[Work item]: Please reproduce exactly the lines from the start of the records through the one containing "confirmation dialog and", and nothing more.

[The input]:
###

// ── Safety policy ────────────────────────────────────────────────────────────
// Unsafe code is forbidden everywhere except:
//   • `platform::win32`  – Win32 FFI (TaskDialog, common file dialogs)
//   • `platform::compat` – raw-pointer message arguments (`legacy-compat`)
// Each unsafe block in those modules MUST carry a `// SAFETY:` comment.
#![deny(unsafe_code)]

//! Modal message boxes and open/save file dialogs.
//!
//! [`message::MessageBoxAdapter`] turns a message request into one native
//! confirmation dialog and the pressed button into a [`message::MessageOutcome`].
//! [`file_dialog::FileDialogAdapter`] drives the native open/save picker and
//! returns a [`file_dialog::FileDialogResult`].  Both block until the dialog
//! closes; only one dialog may be in flight at a time.
//!
//! The native services sit behind the traits in [`platform`]; the Win32
//! implementations live in `platform::win32`.

pub mod config;
pub mod error;
pub mod file_dialog;
pub mod message;
pub mod platform;
pub mod strings;

#[cfg(test)]
mod testing;

pub use error::{DialogError, Result};
// ── File filters ──────────────────────────────────────────────────────────────
//
// The native picker takes its filters as one string of NUL-separated
// `label\0pattern\0` pairs closed by an extra NUL:
// "Display\0*.ext\0Display2\0*.ext2\0\0"

use crate::error::{DialogError, Result};

/// Ordered `(label, pattern)` pairs offered by a file picker.
#[derive(Debug, Clone, Default, PartialEq, Eq)]
pub struct FilterSpec {
    filters: Vec<(String, String)>,
}

impl FilterSpec {
    pub fn new() -> Self {
        Self::default()
    }

    /// Append a filter, builder style.
    pub fn with(mut self, label: impl Into<String>, pattern: impl Into<String>) -> Self {
        self.push(label, pattern);
        self
    }

    pub fn push(&mut self, label: impl Into<String>, pattern: impl Into<String>) {
        self.filters.push((label.into(), pattern.into()));
    }

    pub fn len(&self) -> usize {
        self.filters.len()
    }

    pub fn is_empty(&self) -> bool {
        self.filters.is_empty()
    }

    pub fn iter(&self) -> impl Iterator<Item = (&str, &str)> {
        self.filters.iter().map(|(l, p)| (l.as_str(), p.as_str()))
    }

    /// Encode into the native double-NUL-terminated form.
    pub fn encode(&self) -> Vec<u16> {
        let mut out = Vec::new();
        for (label, pattern) in &self.filters {
            out.extend(label.encode_utf16());
            out.push(0);
            out.extend(pattern.encode_utf16());
            out.push(0);
        }
        out.push(0);
        out
    }

    /// Parse the native form.  Parsing stops at the first empty segment (the
    /// double NUL) or at the end of the slice.
    pub fn parse(native: &[u16]) -> Result<Self> {
        let mut segments = Vec::new();
        for seg in native.split(|&c| c == 0) {
            if seg.is_empty() {
                break;
            }
            segments.push(String::from_utf16_lossy(seg));
        }

        if segments.is_empty() {
            return Err(DialogError::InvalidFilter("no filters".to_owned()));
        }
        if segments.len() % 2 != 0 {
            return Err(DialogError::InvalidFilter(format!(
                "label {:?} has no pattern",
                segments[segments.len() - 1]
            )));
        }

        let mut spec = Self::new();
        let mut it = segments.into_iter();
        while let (Some(label), Some(pattern)) = (it.next(), it.next()) {
            spec.push(label, pattern);
        }
        Ok(spec)
    }

    /// Parse a filter kept as Rust text with embedded NULs, as the string
    /// table stores it.
    pub fn parse_str(native: &str) -> Result<Self> {
        let units: Vec<u16> = native.encode_utf16().collect();
        Self::parse(&units)
    }
}
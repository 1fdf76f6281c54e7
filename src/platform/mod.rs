// ── Platform abstraction layer ────────────────────────────────────────────────
//
// This module defines the seams between the portable adapters and the OS: the
// native confirmation dialog, the native file picker and the process working
// directory.  No `unsafe` lives here; all Win32 FFI is confined to the `win32`
// sub-module and never leaks outward.

use std::path::Path;

use crate::error::Result;

#[cfg(feature = "legacy-compat")]
pub mod compat;
#[cfg(windows)]
pub mod win32;

// ── Window handles ────────────────────────────────────────────────────────────

/// Opaque owner window for a modal dialog.
///
/// Holds the raw `HWND` value on Windows; `WindowHandle::NONE` means the
/// dialog has no owner.
#[derive(Debug, Clone, Copy, PartialEq, Eq, Default)]
pub struct WindowHandle(pub isize);

impl WindowHandle {
    pub const NONE: Self = Self(0);
}

// ── Confirmation dialog ───────────────────────────────────────────────────────

/// Icon shown next to the main instruction.
#[derive(Debug, Clone, Copy, PartialEq, Eq)]
pub enum DialogIcon {
    Information,
    Warning,
    Error,
}

/// The common-button set offered to the user.
#[derive(Debug, Clone, Copy, PartialEq, Eq)]
pub enum ButtonSet {
    /// Single acknowledgement button.
    Ok,
    YesNo,
    YesNoCancel,
}

/// Button identifier returned by the native dialog.
#[derive(Debug, Clone, Copy, PartialEq, Eq)]
pub enum NativeButton {
    Ok,
    Yes,
    No,
    Cancel,
    /// Any identifier the adapters do not name (e.g. `IDCLOSE`).
    Other(i32),
}

/// Everything the native confirmation dialog needs for one presentation.
#[derive(Debug, Clone, PartialEq, Eq)]
pub struct ConfirmRequest<'a> {
    pub owner: WindowHandle,
    /// Window caption.
    pub caption: &'a str,
    /// Main instruction; `None` shows the body alone.
    pub heading: Option<&'a str>,
    pub body: &'a str,
    pub icon: Option<DialogIcon>,
    pub buttons: ButtonSet,
}

/// Native modal message dialog.  Blocks until the user dismisses it.
pub trait ConfirmDialog {
    fn confirm(&mut self, request: &ConfirmRequest<'_>) -> Result<NativeButton>;
}

// ── File picker ───────────────────────────────────────────────────────────────

/// Whether the picker selects an existing file or a save target.
#[derive(Debug, Clone, Copy, PartialEq, Eq, Default)]
pub enum DialogMode {
    #[default]
    Open,
    Save,
}

/// Existence constraints enforced by the native picker.
#[derive(Debug, Clone, Copy, PartialEq, Eq, Default)]
pub struct PickerFlags {
    pub path_must_exist: bool,
    pub file_must_exist: bool,
}

/// One native picker invocation.  `file` is both the initial path and the
/// output buffer; the picker must not write past `max_file` units.
#[derive(Debug)]
pub struct PickerRequest<'a> {
    pub owner: WindowHandle,
    /// NUL-separated, double-NUL-terminated filter string.
    pub filter: &'a [u16],
    /// 1-based index of the filter selected when the dialog opens.
    pub filter_index: u32,
    pub file: &'a mut [u16],
    pub max_file: u32,
    pub flags: PickerFlags,
    pub mode: DialogMode,
}

/// Native open/save picker.
///
/// Returns `Ok(Some(filter_index))` when the user confirmed a path (the path
/// is left in `request.file`), `Ok(None)` on cancel.
pub trait FilePicker {
    fn pick(&mut self, request: &mut PickerRequest<'_>) -> Result<Option<u32>>;
}

// ── Working directory ─────────────────────────────────────────────────────────

/// Process working-directory control, used to undo the picker's `chdir`.
pub trait WorkingDirectory {
    fn change_directory(&self, path: &Path) -> Result<()>;
}

/// The real process working directory.
#[derive(Debug, Default, Clone, Copy)]
pub struct ProcessWorkingDirectory;

impl WorkingDirectory for ProcessWorkingDirectory {
    fn change_directory(&self, path: &Path) -> Result<()> {
        std::env::set_current_dir(path)?;
        Ok(())
    }
}
// ── Tests ─────────────────────────────────────────────────────────────────────

#[cfg(test)]
mod tests {
    use super::*;
    use crate::strings::MapStringTable;
    use crate::testing::{FakeCwd, FakePicker, PickerReply};

    const USER_DIR: &str = "/home/vm/86box";
    const IDS_IMAGE_FILTER: u32 = 2100;

    type Adapter = FileDialogAdapter<FakePicker, FakeCwd, MapStringTable>;

    fn adapter(reply: PickerReply) -> Adapter {
        let strings = MapStringTable::new().with(
            IDS_IMAGE_FILTER,
            "All Files (*.*)\0*.*\0Floppy Images (*.img)\0*.img\0\0",
        );
        FileDialogAdapter::new(
            FakePicker::replying(reply),
            FakeCwd::default(),
            strings,
            WindowHandle(0x77),
            DialogConfig::with_user_data_dir(USER_DIR),
        )
    }

    fn images() -> FilterSpec {
        FilterSpec::new()
            .with("All Files (*.*)", "*.*")
            .with("Disk Images (*.img)", "*.img")
    }

    #[test]
    fn save_end_to_end() {
        let mut dlg = adapter(PickerReply::Choose {
            path: r"C:\vms\out.img".to_owned(),
            filter_index: 2,
        });
        let result = dlg
            .choose_file(&FileDialogRequest::save(images(), "out.img"))
            .expect("valid request");

        let sel = result.selection().expect("chosen");
        assert_eq!(sel.path, PathBuf::from(r"C:\vms\out.img"));
        assert_eq!(sel.narrow_path, br"C:\vms\out.img".to_vec());
        assert_eq!(sel.filter_index, 2);
        assert_eq!(dlg.working_directory().current(), Some(PathBuf::from(USER_DIR)));

        let seen = dlg.picker().last().expect("picker shown");
        assert_eq!(seen.initial, "out.img");
        assert_eq!(seen.mode, DialogMode::Save);
        assert_eq!(seen.filter_index, 1);
        assert_eq!(seen.max_file, 259);
        assert_eq!(seen.buffer_len, PATH_BUF_LEN);
        assert_eq!(seen.owner, WindowHandle(0x77));
        assert!(seen.flags.path_must_exist);
        assert!(!seen.flags.file_must_exist);
    }

    #[test]
    fn open_requires_existing_file() {
        let mut dlg = adapter(PickerReply::Cancel);
        dlg.choose_file(&FileDialogRequest::open(images()))
            .expect("valid request");
        let seen = dlg.picker().last().expect("picker shown");
        assert_eq!(seen.mode, DialogMode::Open);
        assert!(seen.flags.path_must_exist);
        assert!(seen.flags.file_must_exist);
        assert_eq!(seen.filter, images().encode());
    }

    #[test]
    fn explicit_owner_overrides_default() {
        let mut dlg = adapter(PickerReply::Cancel);
        dlg.choose_file(&FileDialogRequest::open(images()).owned_by(WindowHandle(5)))
            .expect("valid request");
        assert_eq!(dlg.picker().last().unwrap().owner, WindowHandle(5));
    }

    #[test]
    fn directory_restored_on_cancel_and_failure() {
        for reply in [PickerReply::Cancel, PickerReply::Fail] {
            let mut dlg = adapter(reply);
            let result = dlg
                .choose_file(&FileDialogRequest::open(images()))
                .expect("valid request");
            assert!(!result.is_success());
            assert_eq!(dlg.working_directory().calls(), 1);
            assert_eq!(dlg.working_directory().current(), Some(PathBuf::from(USER_DIR)));
        }
    }

    #[test]
    fn failure_keeps_previous_state() {
        let mut dlg = adapter(PickerReply::Choose {
            path: "first.img".to_owned(),
            filter_index: 2,
        });
        dlg.choose_file(&FileDialogRequest::open(images()))
            .expect("valid request");
        let before = dlg.state().clone();
        assert_eq!(before.narrow_path(), b"first.img");
        assert_eq!(before.filter_index(), 2);

        for reply in [PickerReply::Cancel, PickerReply::Fail] {
            dlg.picker_mut_for_test().set_reply(reply);
            let result = dlg
                .choose_file(&FileDialogRequest::open(images()))
                .expect("valid request");
            assert_eq!(result, FileDialogResult::NotChosen);
            assert_eq!(dlg.state(), &before);
        }
    }

    #[test]
    fn state_starts_empty() {
        let dlg = adapter(PickerReply::Cancel);
        assert_eq!(dlg.state().filter_index(), 0);
        assert!(dlg.state().wide_path().is_empty());
    }

    #[test]
    fn overlong_initial_path_never_reaches_picker() {
        let mut dlg = adapter(PickerReply::Cancel);
        let long = "x".repeat(PATH_BUF_LEN);
        let err = dlg
            .choose_file(&FileDialogRequest::save(images(), long))
            .unwrap_err();
        assert!(matches!(err, DialogError::PathTooLong { .. }));
        assert!(dlg.picker().last().is_none());
        assert_eq!(dlg.working_directory().calls(), 0);
    }

    #[test]
    fn longest_initial_path_is_accepted() {
        let mut dlg = adapter(PickerReply::Cancel);
        let longest = "x".repeat(PATH_BUF_LEN - 1);
        dlg.choose_file(&FileDialogRequest::save(images(), longest.clone()))
            .expect("fits");
        assert_eq!(dlg.picker().last().unwrap().initial, longest);
    }

    #[test]
    fn empty_filter_is_rejected() {
        let mut dlg = adapter(PickerReply::Cancel);
        let err = dlg
            .choose_file(&FileDialogRequest::open(FilterSpec::new()))
            .unwrap_err();
        assert!(matches!(err, DialogError::InvalidFilter(_)));
        assert!(dlg.picker().last().is_none());
    }

    #[test]
    fn filter_index_is_clamped_to_filter_count() {
        for (native, expected) in [(0, 1), (2, 2), (9, 2)] {
            let mut dlg = adapter(PickerReply::Choose {
                path: "a.img".to_owned(),
                filter_index: native,
            });
            let result = dlg
                .choose_file(&FileDialogRequest::open(images()))
                .expect("valid request");
            assert_eq!(result.selection().unwrap().filter_index, expected);
        }
    }

    #[test]
    fn narrow_variant_transcodes_both_arguments() {
        let mut dlg = adapter(PickerReply::Choose {
            path: "caf\u{e9}.img".to_owned(),
            filter_index: 1,
        });
        let result = dlg
            .choose_file_narrow(None, b"Images\0*.img\0\0", b"d\xe9j\xe0.img", DialogMode::Open)
            .expect("valid request");

        let seen = dlg.picker().last().unwrap();
        assert_eq!(seen.initial, "d\u{e9}j\u{e0}.img");
        assert_eq!(seen.filter, FilterSpec::new().with("Images", "*.img").encode());
        assert_eq!(result.selection().unwrap().narrow_path, b"caf\xe9.img".to_vec());
    }

    #[test]
    fn string_table_filter_variants() {
        let mut dlg = adapter(PickerReply::Choose {
            path: "disk.img".to_owned(),
            filter_index: 2,
        });
        let initial: Vec<u16> = "disk.img".encode_utf16().collect();
        dlg.choose_file_wide_id(None, IDS_IMAGE_FILTER, &initial, DialogMode::Open)
            .expect("valid request");
        let first = dlg.picker().last().unwrap().filter.clone();

        dlg.choose_file_id(None, IDS_IMAGE_FILTER, b"disk.img", DialogMode::Open)
            .expect("valid request");
        let second = dlg.picker().last().unwrap();
        assert_eq!(first, second.filter);
        assert_eq!(second.initial, "disk.img");
        assert_eq!(FilterSpec::parse(&first).expect("parse").len(), 2);
    }

    #[test]
    fn missing_string_table_filter_is_rejected() {
        let mut dlg = adapter(PickerReply::Cancel);
        assert!(dlg.choose_file_id(None, 9999, b"", DialogMode::Open).is_err());
        assert!(dlg.picker().last().is_none());
    }

    #[test]
    fn wide_filter_with_narrow_path() {
        let mut dlg = adapter(PickerReply::Cancel);
        let filter = images().encode();
        dlg.choose_file_narrow_path(None, &filter, b"a.cfg", DialogMode::Save)
            .expect("valid request");
        assert_eq!(dlg.picker().last().unwrap().initial, "a.cfg");
    }

    #[test]
    fn every_variant_takes_a_per_call_owner() {
        let mut dlg = adapter(PickerReply::Cancel);
        let filter = images().encode();
        let initial: Vec<u16> = "a.img".encode_utf16().collect();
        let owner = Some(WindowHandle(42));

        dlg.choose_file_wide(owner, &filter, &initial, DialogMode::Open)
            .expect("valid request");
        assert_eq!(dlg.picker().last().unwrap().owner, WindowHandle(42));

        dlg.choose_file_narrow(owner, b"Images\0*.img\0\0", b"a.img", DialogMode::Open)
            .expect("valid request");
        assert_eq!(dlg.picker().last().unwrap().owner, WindowHandle(42));

        dlg.choose_file_narrow_path(owner, &filter, b"a.img", DialogMode::Save)
            .expect("valid request");
        assert_eq!(dlg.picker().last().unwrap().owner, WindowHandle(42));

        dlg.choose_file_wide_id(owner, IDS_IMAGE_FILTER, &initial, DialogMode::Open)
            .expect("valid request");
        assert_eq!(dlg.picker().last().unwrap().owner, WindowHandle(42));

        dlg.choose_file_id(owner, IDS_IMAGE_FILTER, b"a.img", DialogMode::Open)
            .expect("valid request");
        assert_eq!(dlg.picker().last().unwrap().owner, WindowHandle(42));

        dlg.choose_file_id(None, IDS_IMAGE_FILTER, b"a.img", DialogMode::Open)
            .expect("valid request");
        assert_eq!(dlg.picker().last().unwrap().owner, WindowHandle(0x77));
    }

    impl Adapter {
        fn picker_mut_for_test(&mut self) -> &mut FakePicker {
            &mut self.picker
        }
    }
}
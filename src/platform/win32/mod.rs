// ── Win32 platform implementation ─────────────────────────────────────────────
//
// One of exactly two modules in the crate where `unsafe` code is permitted
// (the other is `platform::compat`).  Every `unsafe` block MUST carry a
// `// SAFETY:` comment that states:
//   • which invariant makes the operation sound, and
//   • what the caller is responsible for maintaining.
//
// Nothing in this module is `pub` beyond what callers genuinely need; keep the
// unsafe surface as small as possible.

#![allow(unsafe_code)]

use windows::Win32::Foundation::HWND;

use super::WindowHandle;

// ── Sub-modules ───────────────────────────────────────────────────────────────

pub mod dialogs; // GetOpenFileNameW / GetSaveFileNameW picker
pub mod task_dialog; // TaskDialog message boxes

pub use dialogs::Win32FilePicker;
pub use task_dialog::Win32TaskDialog;

impl WindowHandle {
    /// Wrap a native window handle.
    pub fn from_hwnd(hwnd: HWND) -> Self {
        Self(hwnd.0 as isize)
    }

    pub(crate) fn hwnd(self) -> HWND {
        HWND(self.0 as *mut core::ffi::c_void)
    }
}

###

[Result of this exercise]:
// ── Safety policy ────────────────────────────────────────────────────────────
// Unsafe code is forbidden everywhere except:
//   • `platform::win32`  – Win32 FFI (TaskDialog, common file dialogs)
//   • `platform::compat` – raw-pointer message arguments (`legacy-compat`)
// Each unsafe block in those modules MUST carry a `// SAFETY:` comment.
#![deny(unsafe_code)]

//! Modal message boxes and open/save file dialogs.
//!
//! [`message::MessageBoxAdapter`] turns a message request into one native
//! confirmation dialog and the pressed button into a [`message::MessageOutcome`].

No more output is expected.